And so it ends. Barely got any sleep last night because of "stomach issues". I am not a doctor, but I have watched some on TV, and I think it has to do with my new diet, which has consisted of gallons of gatorade supplemented by countless trail mix bars. Along with truck stop food for dinner. Yum. The "issues" continued into the morning. So, I decided I would have to take another off day. Which gave me time to think about my first week. Made a decision. First, I can not wander aimlessly around. Just like when my eyes first open in the morning, I have an overwhelming sense that life is passing me by and if I'm not moving toward a goal, I'm wasting precious time. Crossing the country under my own power seemed a worthy goal; one I would be proud to tell the grandkids about. An affirmation that, while I may be getting older, I can still accomplish grand things. Wandering around the West, while my family is home without me, feels like an embarrassing act of self indulgence. So, this will be my last post, I will be heading home ?
?
.

But, first, I would like to share with you some of what I have learned. Actually, "learned" may be a stretch, reminded of is probably closer to the truth. So here we go;

I am an incredibly fortunate guy. I said that in my introductory statement, so I knew it going in, but it is true in even more ways than I thought.I am fortunate because I have the good health and physical ability to get on a bike and drag it (albeit slowly), and me, through a desert, or up the side of a mountain. I continue to wear my yellow Lance band long after it is no longer cool, because every time I realize I have it on, I say a quiet thanks for my health. Too many people only miss it when it's gone.

I am fortunate to have a wife and family that was OK with the idea that I was going to take off for 3-4 weeks to try and accomplish something that I said was important to me. I am fortunate to have a collection of friends, neighbors, and acquaintances who took their time to follow along, laugh with me, or at me, and send messages of encouragement. Thanks for that.

My real life is so good that I miss it more, and sooner than I thought I would Sedona
Sedona
. If you go away on business, or whatever, for a couple of days, you can appreciate the change in routine and solitude and say to yourself, "Boy, this is nice". But add just a couple more days to it and that can change. A bunch. I am fortunate to have an unbelievably satisfying "real life" that I can return to.

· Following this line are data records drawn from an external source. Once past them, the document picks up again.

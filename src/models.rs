use chrono::{NaiveDate, Utc};
use serde::{Deserialize, Serialize};

/// A single raw market observation for one asset on one calendar day.
///
/// Produced by a data source (CoinGecko, fixtures); the pipeline never
/// creates these itself.
#[derive(Debug, Clone, PartialEq, Serialize, Deserialize)]
pub struct Observation {
    pub date: NaiveDate,
    pub asset_id: String,
    pub price: f64,
    pub volume: f64,
}

impl Observation {
    pub fn new(date: NaiveDate, asset_id: impl Into<String>, price: f64, volume: f64) -> Self {
        Self {
            date,
            asset_id: asset_id.into(),
            price,
            volume,
        }
    }
}

/// Policy friction event categories
#[derive(Debug, Clone, Copy, PartialEq, Eq, Hash, Serialize, Deserialize)]
#[serde(rename_all = "snake_case")]
pub enum EventType {
    Sanctions,
    CapitalControls,
    Banking,
    Regulatory,
    Market,
}

impl EventType {
    pub fn as_str(&self) -> &'static str {
        match self {
            EventType::Sanctions => "sanctions",
            EventType::CapitalControls => "capital_controls",
            EventType::Banking => "banking",
            EventType::Regulatory => "regulatory",
            EventType::Market => "market",
        }
    }

    /// What falls under this category.
    pub fn description(&self) -> &'static str {
        match self {
            EventType::Sanctions => "International sanctions, SWIFT removal, asset freezes",
            EventType::CapitalControls => {
                "Forex restrictions, withdrawal limits, currency devaluation"
            }
            EventType::Banking => "Bank runs, deposit restrictions, banking sector stress",
            EventType::Regulatory => "Crypto bans, KYC enforcement, exchange crackdowns",
            EventType::Market => "Exchange collapses, depegs, protocol failures",
        }
    }

    /// Typical severity range observed for this category (inclusive).
    pub fn typical_severity(&self) -> (u8, u8) {
        match self {
            EventType::Sanctions => (7, 10),
            EventType::CapitalControls => (5, 9),
            EventType::Banking => (6, 9),
            EventType::Regulatory => (4, 8),
            EventType::Market => (5, 9),
        }
    }

    pub fn parse(s: &str) -> Option<Self> {
        match s.to_ascii_lowercase().as_str() {
            "sanctions" => Some(EventType::Sanctions),
            "capital_controls" | "capital controls" => Some(EventType::CapitalControls),
            "banking" => Some(EventType::Banking),
            "regulatory" => Some(EventType::Regulatory),
            "market" => Some(EventType::Market),
            _ => None,
        }
    }
}

/// A dated policy friction event with a 1-10 severity score.
#[derive(Debug, Clone, PartialEq, Serialize, Deserialize)]
pub struct PolicyEvent {
    pub date: NaiveDate,
    pub country: String,
    pub event_type: EventType,
    pub description: String,
    /// Severity score, 1 (minor) to 10 (extreme)
    pub severity: u8,
}

impl PolicyEvent {
    pub fn new(
        date: NaiveDate,
        country: impl Into<String>,
        event_type: EventType,
        description: impl Into<String>,
        severity: u8,
    ) -> Self {
        Self {
            date,
            country: country.into(),
            event_type,
            description: description.into(),
            severity,
        }
    }
}

/// Per-day aggregate carrying the normalized metrics and the composite score.
///
/// `volatility` and `volume_zscore` are `None` for the first `window - 1` days
/// of the series; that is expected, not an error.
#[derive(Debug, Clone, PartialEq, Serialize, Deserialize)]
pub struct DailyMetric {
    pub date: NaiveDate,
    pub mean_price: f64,
    pub total_volume: f64,
    pub volatility: Option<f64>,
    /// Rolling volume z-score, clipped to [-3, 3]
    pub volume_zscore: Option<f64>,
    /// Summed severity of events whose attribution window covers this day
    pub event_intensity: f64,
    /// Composite score, always within the configured scale bounds
    pub corruption_index: f64,
}

/// Date-ordered corruption index series covering the observed calendar span.
///
/// Dates with no observations are absent; every row carries its own date so
/// gaps are explicit rather than silently re-indexed.
#[derive(Debug, Clone, PartialEq, Default, Serialize, Deserialize)]
pub struct CorruptionIndexSeries {
    pub metrics: Vec<DailyMetric>,
}

impl CorruptionIndexSeries {
    pub fn len(&self) -> usize {
        self.metrics.len()
    }

    pub fn is_empty(&self) -> bool {
        self.metrics.is_empty()
    }

    pub fn latest(&self) -> Option<&DailyMetric> {
        self.metrics.last()
    }

    /// First and last date covered by the series.
    pub fn span(&self) -> Option<(NaiveDate, NaiveDate)> {
        match (self.metrics.first(), self.metrics.last()) {
            (Some(first), Some(last)) => Some((first.date, last.date)),
            _ => None,
        }
    }
}

/// One aligned event-study row for a single asset.
#[derive(Debug, Clone, PartialEq, Serialize, Deserialize)]
pub struct StudyPoint {
    /// Signed day offset from the anchor date (0 = anchor day)
    pub offset_days: i64,
    pub price: f64,
    /// `(price / price(0) - 1) * 100`; `None` when the asset has no
    /// observation on the anchor day
    pub cumulative_return: Option<f64>,
}

/// Pre/post summary for one asset around the anchor.
#[derive(Debug, Clone, PartialEq, Serialize, Deserialize)]
pub struct StudySummary {
    /// Mean price over offsets < 0
    pub pre_event_mean: f64,
    /// Mean price over offsets in [0, crisis_window]
    pub post_event_mean: f64,
    /// Percent change post vs pre; `None` if the pre-event mean is 0 or there
    /// is no pre-event data
    pub change_pct: Option<f64>,
}

/// Event-study outcome for a single asset.
#[derive(Debug, Clone, PartialEq, Serialize, Deserialize)]
pub struct AssetStudy {
    pub asset_id: String,
    /// True when the asset has no observation on the anchor day; cumulative
    /// returns are undefined for the whole window in that case
    pub anchor_missing: bool,
    pub points: Vec<StudyPoint>,
    pub summary: Option<StudySummary>,
}

/// Full event-study result around one anchor event.
#[derive(Debug, Clone, PartialEq, Serialize, Deserialize)]
pub struct EventStudyResult {
    pub anchor: PolicyEvent,
    pub assets: Vec<AssetStudy>,
}

impl EventStudyResult {
    /// Asset ids that could not be anchored (no day-0 observation).
    pub fn unanchored_assets(&self) -> Vec<&str> {
        self.assets
            .iter()
            .filter(|a| a.anchor_missing)
            .map(|a| a.asset_id.as_str())
            .collect()
    }
}

/// Application configuration
#[derive(Debug, Clone)]
pub struct Config {
    pub port: u16,
    pub coingecko_base_url: String,
    pub cache_ttl_secs: u64,
    pub default_assets: Vec<String>,
    pub default_days: u32,
}

impl Config {
    pub fn from_env() -> anyhow::Result<Self> {
        dotenv::dotenv().ok();

        let port = std::env::var("PORT")
            .unwrap_or_else(|_| "8080".to_string())
            .parse()
            .unwrap_or(8080);

        let coingecko_base_url = std::env::var("COINGECKO_BASE_URL")
            .unwrap_or_else(|_| "https://api.coingecko.com/api/v3".to_string());

        let cache_ttl_secs = std::env::var("FETCH_CACHE_TTL_SECS")
            .unwrap_or_else(|_| "3600".to_string())
            .parse()
            .unwrap_or(3600);

        let default_assets = std::env::var("TRACKED_ASSETS")
            .unwrap_or_else(|_| "bitcoin,ethereum,tether,monero".to_string())
            .split(',')
            .map(|s| s.trim().to_string())
            .filter(|s| !s.is_empty())
            .collect();

        let default_days = std::env::var("DEFAULT_DAY_SPAN")
            .unwrap_or_else(|_| "365".to_string())
            .parse()
            .unwrap_or(365);

        Ok(Self {
            port,
            coingecko_base_url,
            cache_ttl_secs,
            default_assets,
            default_days,
        })
    }
}

/// UTC timestamp string used in API response envelopes.
pub fn now_rfc3339() -> String {
    Utc::now().to_rfc3339()
}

And finally, maybe something for us all to think about. One of the themes that kept running through my head as I rode was how a cross country bike ride resembles life itself. As I rode, I could typically see just a small portion of the road ahead. I was fairly confident that I understood what it take for me to cover to that bit of ground. At the same time, I was unsure of what lay ahead. What challenges would the road throw at me, how would I handle them, and even, how much road would I have to cover? There were a lot of unknowns. Seemed to me the best way to deal with it was to enjoy the moment, even if it was a tough section, because you never knew when
the road would get even tougher. Not always easy to do. But boy, after you survived the hard parts, and the wind finally turned to your back, it was those tough sections behind you that helped you realize how good, good really was.

So, until next years attempt (that's a joke), thanks to all, see you around.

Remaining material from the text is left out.